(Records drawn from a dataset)
########################################
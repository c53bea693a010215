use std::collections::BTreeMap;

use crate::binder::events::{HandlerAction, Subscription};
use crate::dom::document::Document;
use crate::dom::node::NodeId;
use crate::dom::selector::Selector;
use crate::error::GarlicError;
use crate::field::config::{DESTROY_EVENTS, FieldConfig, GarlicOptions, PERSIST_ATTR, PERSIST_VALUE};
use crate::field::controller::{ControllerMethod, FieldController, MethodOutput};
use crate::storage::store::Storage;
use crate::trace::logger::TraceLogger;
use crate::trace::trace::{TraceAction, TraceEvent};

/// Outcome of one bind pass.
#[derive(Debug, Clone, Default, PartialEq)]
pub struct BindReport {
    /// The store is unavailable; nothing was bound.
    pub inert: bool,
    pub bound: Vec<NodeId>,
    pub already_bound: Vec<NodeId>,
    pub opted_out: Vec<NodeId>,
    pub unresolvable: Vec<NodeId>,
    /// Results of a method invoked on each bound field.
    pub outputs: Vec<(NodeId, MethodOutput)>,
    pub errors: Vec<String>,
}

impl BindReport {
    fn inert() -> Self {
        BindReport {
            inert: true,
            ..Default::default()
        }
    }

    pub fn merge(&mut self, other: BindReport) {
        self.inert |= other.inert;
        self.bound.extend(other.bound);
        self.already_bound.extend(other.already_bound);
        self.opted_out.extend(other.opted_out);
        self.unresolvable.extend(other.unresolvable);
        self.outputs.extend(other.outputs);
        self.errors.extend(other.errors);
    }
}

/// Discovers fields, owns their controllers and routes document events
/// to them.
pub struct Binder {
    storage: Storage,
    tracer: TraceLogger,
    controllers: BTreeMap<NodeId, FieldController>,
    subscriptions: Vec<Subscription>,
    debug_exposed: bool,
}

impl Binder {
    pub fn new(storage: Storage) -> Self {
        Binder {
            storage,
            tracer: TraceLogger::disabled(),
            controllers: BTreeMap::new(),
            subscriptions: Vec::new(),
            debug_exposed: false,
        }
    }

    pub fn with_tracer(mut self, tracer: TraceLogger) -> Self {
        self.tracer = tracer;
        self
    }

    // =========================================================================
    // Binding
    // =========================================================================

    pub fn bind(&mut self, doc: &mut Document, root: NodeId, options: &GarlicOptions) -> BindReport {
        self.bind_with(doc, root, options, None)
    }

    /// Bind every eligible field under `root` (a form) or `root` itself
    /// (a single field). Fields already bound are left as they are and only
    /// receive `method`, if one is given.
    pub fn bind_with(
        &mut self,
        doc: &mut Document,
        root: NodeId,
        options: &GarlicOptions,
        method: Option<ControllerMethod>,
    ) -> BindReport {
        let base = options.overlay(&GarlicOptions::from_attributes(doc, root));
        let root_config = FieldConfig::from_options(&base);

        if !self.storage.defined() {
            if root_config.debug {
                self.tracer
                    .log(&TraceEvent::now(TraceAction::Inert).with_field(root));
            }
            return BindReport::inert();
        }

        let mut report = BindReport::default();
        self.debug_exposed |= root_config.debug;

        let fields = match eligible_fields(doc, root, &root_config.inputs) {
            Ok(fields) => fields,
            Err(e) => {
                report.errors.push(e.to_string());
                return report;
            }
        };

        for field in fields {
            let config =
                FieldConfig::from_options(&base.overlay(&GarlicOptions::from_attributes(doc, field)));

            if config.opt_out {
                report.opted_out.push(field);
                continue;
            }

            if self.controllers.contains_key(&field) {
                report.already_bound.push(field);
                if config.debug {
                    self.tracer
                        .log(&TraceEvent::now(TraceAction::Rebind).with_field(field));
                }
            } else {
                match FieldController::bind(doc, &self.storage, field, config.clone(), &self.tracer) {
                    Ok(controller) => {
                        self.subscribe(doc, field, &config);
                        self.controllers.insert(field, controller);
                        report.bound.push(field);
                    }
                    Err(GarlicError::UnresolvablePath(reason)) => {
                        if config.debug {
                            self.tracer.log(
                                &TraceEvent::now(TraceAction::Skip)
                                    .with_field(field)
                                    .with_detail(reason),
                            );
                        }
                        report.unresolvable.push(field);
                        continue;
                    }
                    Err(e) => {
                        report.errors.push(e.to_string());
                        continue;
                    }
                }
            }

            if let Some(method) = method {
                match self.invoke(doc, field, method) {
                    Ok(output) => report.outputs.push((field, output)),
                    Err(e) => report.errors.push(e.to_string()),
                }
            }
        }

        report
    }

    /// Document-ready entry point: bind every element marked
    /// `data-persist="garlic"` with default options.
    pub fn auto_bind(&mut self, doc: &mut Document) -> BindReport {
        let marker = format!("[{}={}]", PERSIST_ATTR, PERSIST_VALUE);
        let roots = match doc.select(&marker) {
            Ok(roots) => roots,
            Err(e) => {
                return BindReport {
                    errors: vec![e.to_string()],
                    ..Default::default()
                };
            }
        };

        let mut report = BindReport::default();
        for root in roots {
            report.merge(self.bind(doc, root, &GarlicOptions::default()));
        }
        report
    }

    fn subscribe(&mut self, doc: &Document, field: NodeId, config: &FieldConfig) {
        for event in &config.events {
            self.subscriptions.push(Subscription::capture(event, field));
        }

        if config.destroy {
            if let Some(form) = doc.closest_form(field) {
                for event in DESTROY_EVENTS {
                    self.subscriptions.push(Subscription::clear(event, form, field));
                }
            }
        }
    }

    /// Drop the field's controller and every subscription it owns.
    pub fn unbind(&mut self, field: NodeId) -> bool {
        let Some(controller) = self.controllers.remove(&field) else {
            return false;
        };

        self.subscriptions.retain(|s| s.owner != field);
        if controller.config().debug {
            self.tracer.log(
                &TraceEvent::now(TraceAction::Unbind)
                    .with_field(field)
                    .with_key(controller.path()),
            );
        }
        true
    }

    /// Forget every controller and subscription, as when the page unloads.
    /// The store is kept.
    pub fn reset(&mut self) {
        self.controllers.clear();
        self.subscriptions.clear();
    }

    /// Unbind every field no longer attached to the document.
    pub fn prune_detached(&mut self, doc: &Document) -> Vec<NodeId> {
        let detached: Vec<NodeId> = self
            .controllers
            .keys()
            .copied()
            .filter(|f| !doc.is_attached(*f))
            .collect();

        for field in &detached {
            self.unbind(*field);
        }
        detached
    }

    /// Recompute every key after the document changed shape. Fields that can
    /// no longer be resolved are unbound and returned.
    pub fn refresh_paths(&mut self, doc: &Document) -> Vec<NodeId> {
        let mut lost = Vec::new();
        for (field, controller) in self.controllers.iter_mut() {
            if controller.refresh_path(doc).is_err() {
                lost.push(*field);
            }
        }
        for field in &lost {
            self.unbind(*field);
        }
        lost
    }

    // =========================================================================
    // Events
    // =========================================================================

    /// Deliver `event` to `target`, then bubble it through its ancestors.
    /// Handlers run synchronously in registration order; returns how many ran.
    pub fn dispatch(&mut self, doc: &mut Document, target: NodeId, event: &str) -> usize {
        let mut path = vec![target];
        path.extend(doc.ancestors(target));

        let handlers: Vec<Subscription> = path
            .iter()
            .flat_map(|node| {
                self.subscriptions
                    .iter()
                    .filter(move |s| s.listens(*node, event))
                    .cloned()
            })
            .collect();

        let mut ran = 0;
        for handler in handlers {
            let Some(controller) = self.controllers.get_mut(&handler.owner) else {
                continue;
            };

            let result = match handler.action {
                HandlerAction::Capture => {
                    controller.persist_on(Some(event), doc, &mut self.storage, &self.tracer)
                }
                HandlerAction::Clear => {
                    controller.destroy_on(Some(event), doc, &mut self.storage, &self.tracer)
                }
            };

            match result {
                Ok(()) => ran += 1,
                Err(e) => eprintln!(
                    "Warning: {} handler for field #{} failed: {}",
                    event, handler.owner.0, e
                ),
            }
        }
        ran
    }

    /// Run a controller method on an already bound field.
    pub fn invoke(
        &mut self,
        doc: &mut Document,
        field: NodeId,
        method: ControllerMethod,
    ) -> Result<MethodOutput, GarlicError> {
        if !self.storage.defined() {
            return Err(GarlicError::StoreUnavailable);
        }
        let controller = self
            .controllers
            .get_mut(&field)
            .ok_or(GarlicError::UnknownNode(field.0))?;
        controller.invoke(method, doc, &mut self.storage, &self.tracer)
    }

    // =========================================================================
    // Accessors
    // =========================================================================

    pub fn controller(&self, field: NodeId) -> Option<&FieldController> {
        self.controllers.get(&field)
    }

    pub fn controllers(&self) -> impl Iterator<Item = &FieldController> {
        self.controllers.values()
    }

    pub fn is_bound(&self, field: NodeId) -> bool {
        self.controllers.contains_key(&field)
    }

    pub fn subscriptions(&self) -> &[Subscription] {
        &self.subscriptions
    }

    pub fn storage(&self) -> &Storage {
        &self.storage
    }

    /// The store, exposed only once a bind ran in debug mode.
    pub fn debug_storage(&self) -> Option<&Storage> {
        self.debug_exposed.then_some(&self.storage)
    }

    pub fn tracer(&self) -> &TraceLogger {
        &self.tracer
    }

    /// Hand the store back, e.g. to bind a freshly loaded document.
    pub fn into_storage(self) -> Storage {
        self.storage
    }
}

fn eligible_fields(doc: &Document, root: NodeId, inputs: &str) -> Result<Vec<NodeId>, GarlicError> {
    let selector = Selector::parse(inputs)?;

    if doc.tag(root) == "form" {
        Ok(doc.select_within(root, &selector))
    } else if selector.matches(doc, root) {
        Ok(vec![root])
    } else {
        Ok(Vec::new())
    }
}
########################################
WORK REQUEST: Across the data, pull every line containing the string "merge".

SOLUTION TO THE EXERCISE:
    pub fn merge(&mut self, other: BindReport) {
            report.merge(self.bind(doc, root, &GarlicOptions::default()));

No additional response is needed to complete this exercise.